ASSIGNMENT: Across the data below, in how many lines does the word "prepare" appear? Give only the number.

Collected data:

┄┄┄┄┄┄┄┄┄┄

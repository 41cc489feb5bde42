use crate::cli::Context;
use crate::cli::parser::Commands;
use crate::core::log::LogLogic;
use crate::errors::AppResult;

pub fn handle(cmd: &Commands, ctx: &Context) -> AppResult<()> {
    if matches!(cmd, Commands::Log { print: true }) {
        let mut pool = ctx.open_pool()?;
        LogLogic::print_log(&mut pool)?;
    }

    Ok(())
}
#![allow(dead_code)]
use assert_cmd::{Command, cargo_bin_cmd};
use hourledger::db::pool::DbPool;
use std::env;
use std::fs;
use std::path::PathBuf;

pub fn hl() -> Command {
    cargo_bin_cmd!("hourledger")
}

/// Create a unique test DB path inside the system temp dir and remove any existing file
pub fn setup_test_db(name: &str) -> String {
    let mut path: PathBuf = env::temp_dir();
    path.push(format!("{}_hourledger.sqlite", name));
    let db_path = path.to_string_lossy().to_string();
    for suffix in ["", "-wal", "-shm"] {
        fs::remove_file(format!("{db_path}{suffix}")).ok();
    }
    db_path
}

/// Create a temporary output file path inside tempdir and ensure it's removed
pub fn temp_out(name: &str, ext: &str) -> String {
    let mut path: PathBuf = env::temp_dir();
    path.push(format!("{}_hourledger_out.{}", name, ext));
    let p = path.to_string_lossy().to_string();
    fs::remove_file(&p).ok();
    p
}

/// Initialize the DB through the binary (creates the schema)
pub fn init_db(db_path: &str) {
    hl().args(["--db", db_path, "--test", "init"])
        .assert()
        .success();
}

/// Run a command as admin against `db_path`
pub fn admin(db_path: &str, args: &[&str]) -> Command {
    let mut cmd = hl();
    cmd.args(["--db", db_path, "--role", "admin"]).args(args);
    cmd
}

/// Fresh file-backed pool for library-level tests
pub fn open_pool(name: &str) -> DbPool {
    let db_path = setup_test_db(name);
    DbPool::new(&db_path).expect("open db")
}
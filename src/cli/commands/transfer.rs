use crate::cli::Context;
use crate::cli::parser::Commands;
use crate::core::access::{self, Action};
use crate::errors::AppResult;
use crate::models::period::Period;
use crate::ui::messages::{info, success};
use crate::utils::fmt_hours;

pub fn handle(cmd: &Commands, ctx: &Context) -> AppResult<()> {
    if let Commands::Transfer { from, to, hours } = cmd {
        access::require(ctx.caller.role, Action::Transfer)?;

        let from: Period = from.parse()?;
        let to: Period = to.parse()?;
        let d = ctx.cfg.hours_decimals;

        let out = ctx.ledger()?.apply_transfer(from, to, *hours)?;

        success(format!(
            "Moved {} hours from {} to {}",
            fmt_hours(*hours, d),
            out.from.period,
            out.to.period
        ));
        info(format!(
            "{}: {} available",
            out.from.period,
            fmt_hours(out.from.available_hours, d)
        ));
        info(format!(
            "{}: {} available",
            out.to.period,
            fmt_hours(out.to.available_hours, d)
        ));
    }

    Ok(())
}
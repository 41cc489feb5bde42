use crate::errors::{AppError, AppResult};
use serde::Serialize;

/// Caller role, supplied by whoever authenticated the request.
#[derive(Debug, Clone, Copy, PartialEq, Eq, Serialize)]
#[serde(rename_all = "lowercase")]
pub enum Role {
    Customer,
    Developer,
    Admin,
}

impl Role {
    /// Parse a role name, case-insensitive.
    pub fn from_name(s: &str) -> AppResult<Self> {
        match s.trim().to_lowercase().as_str() {
            "customer" => Ok(Role::Customer),
            "developer" | "dev" => Ok(Role::Developer),
            "admin" => Ok(Role::Admin),
            other => Err(AppError::InvalidRole(other.to_string())),
        }
    }

    pub fn as_str(&self) -> &'static str {
        match self {
            Role::Customer => "customer",
            Role::Developer => "developer",
            Role::Admin => "admin",
        }
    }

    pub fn is_admin(&self) -> bool {
        matches!(self, Role::Admin)
    }
}
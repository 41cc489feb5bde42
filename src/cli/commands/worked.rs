use crate::cli::Context;
use crate::cli::parser::Commands;
use crate::core::access::{self, Action};
use crate::errors::AppResult;
use crate::models::period::Period;
use crate::utils::{fmt_hours, hours2readable};
use serde_json::json;

pub fn handle(cmd: &Commands, ctx: &Context) -> AppResult<()> {
    if let Commands::Worked { period, json } = cmd {
        access::require(ctx.caller.role, Action::ReadWorked)?;

        let period: Period = period.parse()?;
        let total = ctx.ledger()?.worked_hours(period)?;

        if *json {
            println!("{}", json!({ "totalWorked": total }));
        } else {
            println!(
                "⏱️  Worked in {}: {} ({})",
                period,
                fmt_hours(total, ctx.cfg.hours_decimals),
                hours2readable(total, false, false)
            );
        }
    }

    Ok(())
}
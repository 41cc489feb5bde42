use crate::errors::{AppError, AppResult};
use rusqlite::{Connection, OptionalExtension, Transaction, TransactionBehavior};

/// One schema step. `version` is recorded in the `log` table once applied.
struct Migration {
    version: &'static str,
    message: &'static str,
    sql: &'static str,
}

const MIGRATIONS: &[Migration] = &[
    Migration {
        version: "20250101_0001_create_monthly_allocations",
        message: "Created monthly_allocations table",
        sql: r#"
        CREATE TABLE IF NOT EXISTS monthly_allocations (
            id              INTEGER PRIMARY KEY AUTOINCREMENT,
            year            INTEGER NOT NULL CHECK(year >= 1),
            month           INTEGER NOT NULL CHECK(month BETWEEN 1 AND 12),
            available_hours REAL    NOT NULL CHECK(available_hours >= 0),
            UNIQUE(year, month)
        );
        "#,
    },
    Migration {
        version: "20250101_0002_create_hours_worked",
        message: "Created hours_worked table",
        sql: r#"
        CREATE TABLE IF NOT EXISTS hours_worked (
            id            INTEGER PRIMARY KEY AUTOINCREMENT,
            user_id       INTEGER NOT NULL,
            date          TEXT    NOT NULL,
            hours         INTEGER NOT NULL CHECK(hours BETWEEN 0 AND 24),
            minutes       INTEGER NOT NULL CHECK(minutes BETWEEN 0 AND 59),
            work_order_id INTEGER NOT NULL,
            created_at    TEXT    NOT NULL
        );

        CREATE INDEX IF NOT EXISTS idx_hours_worked_date ON hours_worked(date);
        "#,
    },
    Migration {
        version: "20250301_0003_allocations_updated_at",
        message: "Added updated_at to monthly_allocations",
        sql: r#"
        ALTER TABLE monthly_allocations ADD COLUMN updated_at TEXT NOT NULL DEFAULT '';
        "#,
    },
    Migration {
        version: "20250301_0004_index_hours_worked_work_order",
        message: "Indexed hours_worked by work order",
        sql: r#"
        CREATE INDEX IF NOT EXISTS idx_hours_worked_work_order ON hours_worked(work_order_id);
        "#,
    },
];

/// Check if a table exists.
fn table_exists(conn: &Connection, name: &str) -> rusqlite::Result<bool> {
    let mut stmt = conn.prepare("SELECT name FROM sqlite_master WHERE type='table' AND name=?1")?;
    let exists: Option<String> = stmt.query_row([name], |row| row.get(0)).optional()?;
    Ok(exists.is_some())
}

/// Ensure that the `log` table exists. It doubles as the migration registry.
fn ensure_log_table(conn: &Connection) -> rusqlite::Result<()> {
    if table_exists(conn, "log")? {
        return Ok(());
    }

    conn.execute_batch(
        r#"
        CREATE TABLE IF NOT EXISTS log (
            id        INTEGER PRIMARY KEY AUTOINCREMENT,
            date      TEXT NOT NULL,
            operation TEXT NOT NULL,
            target    TEXT DEFAULT '',
            message   TEXT NOT NULL
        );
        "#,
    )?;
    Ok(())
}

fn is_applied(conn: &Connection, version: &str) -> rusqlite::Result<bool> {
    let mut chk = conn.prepare(
        "SELECT 1 FROM log
         WHERE operation = 'migration_applied' AND target = ?1
         LIMIT 1",
    )?;
    Ok(chk.query_row([version], |_| Ok(())).optional()?.is_some())
}

/// Apply one migration and mark it, atomically. Returns false when another
/// connection applied it first.
fn apply(conn: &Connection, m: &Migration) -> AppResult<bool> {
    let tx = Transaction::new_unchecked(conn, TransactionBehavior::Immediate)?;

    // another process may have won the race since the first check
    if is_applied(&tx, m.version)? {
        return Ok(false);
    }

    tx.execute_batch(m.sql)
        .map_err(|e| AppError::Migration(format!("{}: {}", m.version, e)))?;

    tx.execute(
        "INSERT INTO log (date, operation, target, message)
         VALUES (datetime('now'), 'migration_applied', ?1, ?2)",
        [m.version, m.message],
    )?;

    tx.commit()?;
    Ok(true)
}

/// Versions not yet recorded as applied, in order.
pub fn pending_migrations(conn: &Connection) -> AppResult<Vec<&'static str>> {
    if !table_exists(conn, "log")? {
        return Ok(MIGRATIONS.iter().map(|m| m.version).collect());
    }

    let mut out = Vec::new();
    for m in MIGRATIONS {
        if !is_applied(conn, m.version)? {
            out.push(m.version);
        }
    }
    Ok(out)
}

/// Public entry point: run all pending migrations.
///
/// Invoked by `db::initialize::init_db()` on every open. Prints nothing;
/// returns `"version → message"` for each migration applied by this call.
pub fn run_pending_migrations(conn: &Connection) -> AppResult<Vec<String>> {
    ensure_log_table(conn)?;

    let mut applied = Vec::new();
    for m in MIGRATIONS {
        if !is_applied(conn, m.version)? && apply(conn, m)? {
            applied.push(format!("{} → {}", m.version, m.message));
        }
    }

    Ok(applied)
}
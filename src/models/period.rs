use crate::errors::{AppError, AppResult};
use chrono::{Datelike, NaiveDate};
use serde::Serialize;
use std::fmt;
use std::str::FromStr;

/// A calendar month: the key of the allocation ledger.
#[derive(Debug, Clone, Copy, PartialEq, Eq, PartialOrd, Ord, Hash, Serialize)]
pub struct Period {
    year: i32,
    month: u32,
}

impl Period {
    /// Build a period, rejecting `year < 1` and months outside 1..=12.
    pub fn new(year: i32, month: u32) -> AppResult<Self> {
        // chrono cannot represent dates past its own max year
        if year < 1 || NaiveDate::from_ymd_opt(year, 12, 31).is_none() {
            return Err(AppError::InvalidPeriod(format!("{year}-{month:02}")));
        }
        if !(1..=12).contains(&month) {
            return Err(AppError::InvalidPeriod(format!("{year}-{month:02}")));
        }
        Ok(Self { year, month })
    }

    pub fn year(&self) -> i32 {
        self.year
    }

    pub fn month(&self) -> u32 {
        self.month
    }

    /// The period a date falls into.
    pub fn of_date(date: NaiveDate) -> Self {
        Self {
            year: date.year(),
            month: date.month(),
        }
    }

    /// First day of the month.
    pub fn first_day(&self) -> NaiveDate {
        // (year, month) validated on construction
        NaiveDate::from_ymd_opt(self.year, self.month, 1).unwrap_or(NaiveDate::MIN)
    }

    /// Last day of the month.
    pub fn last_day(&self) -> NaiveDate {
        let (y, m) = if self.month == 12 {
            (self.year + 1, 1)
        } else {
            (self.year, self.month + 1)
        };
        NaiveDate::from_ymd_opt(y, m, 1)
            .and_then(|d| d.pred_opt())
            .unwrap_or(NaiveDate::MAX)
    }

    pub fn contains(&self, date: NaiveDate) -> bool {
        date.year() == self.year && date.month() == self.month
    }

    /// The twelve periods of a year, January first.
    pub fn months_of(year: i32) -> AppResult<Vec<Period>> {
        (1..=12).map(|m| Period::new(year, m)).collect()
    }
}

impl fmt::Display for Period {
    fn fmt(&self, f: &mut fmt::Formatter<'_>) -> fmt::Result {
        write!(f, "{:04}-{:02}", self.year, self.month)
    }
}

impl FromStr for Period {
    type Err = AppError;

    /// Accepts `YYYY-MM` (also `YYYY-M`).
    fn from_str(s: &str) -> Result<Self, Self::Err> {
        let invalid = || AppError::InvalidPeriod(s.to_string());

        let (y, m) = s.trim().split_once('-').ok_or_else(invalid)?;
        let year = y.parse::<i32>().map_err(|_| invalid())?;
        let month = m.parse::<u32>().map_err(|_| invalid())?;

        Period::new(year, month).map_err(|_| invalid())
    }
}

#[cfg(test)]
mod tests {
    use super::*;

    #[test]
    fn rejects_out_of_range_values() {
        assert!(Period::new(2025, 0).is_err());
        assert!(Period::new(2025, 13).is_err());
        assert!(Period::new(0, 5).is_err());
        assert!(Period::new(-3, 5).is_err());
        assert!(Period::new(1, 1).is_ok());
    }

    #[test]
    fn parses_and_formats() {
        let p: Period = "2025-03".parse().unwrap();
        assert_eq!(p, Period::new(2025, 3).unwrap());
        assert_eq!(p.to_string(), "2025-03");

        let short: Period = "2025-3".parse().unwrap();
        assert_eq!(short, p);

        assert!("2025".parse::<Period>().is_err());
        assert!("2025-13".parse::<Period>().is_err());
        assert!("abcd-01".parse::<Period>().is_err());
    }

    #[test]
    fn month_bounds() {
        let feb = Period::new(2024, 2).unwrap();
        assert_eq!(feb.first_day(), NaiveDate::from_ymd_opt(2024, 2, 1).unwrap());
        assert_eq!(feb.last_day(), NaiveDate::from_ymd_opt(2024, 2, 29).unwrap());

        let dec = Period::new(2025, 12).unwrap();
        assert_eq!(dec.last_day(), NaiveDate::from_ymd_opt(2025, 12, 31).unwrap());
        assert!(dec.contains(NaiveDate::from_ymd_opt(2025, 12, 31).unwrap()));
        assert!(!dec.contains(NaiveDate::from_ymd_opt(2026, 1, 1).unwrap()));
        assert_eq!(
            Period::of_date(NaiveDate::from_ymd_opt(2025, 12, 31).unwrap()),
            dec
        );
    }

    #[test]
    fn ordering_follows_calendar() {
        let a = Period::new(2024, 12).unwrap();
        let b = Period::new(2025, 1).unwrap();
        assert!(a < b);
        assert_eq!(Period::months_of(2025).unwrap().len(), 12);
    }
}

┄┄┄┄┄┄┄┄┄┄

EXERCISE RESULT: 2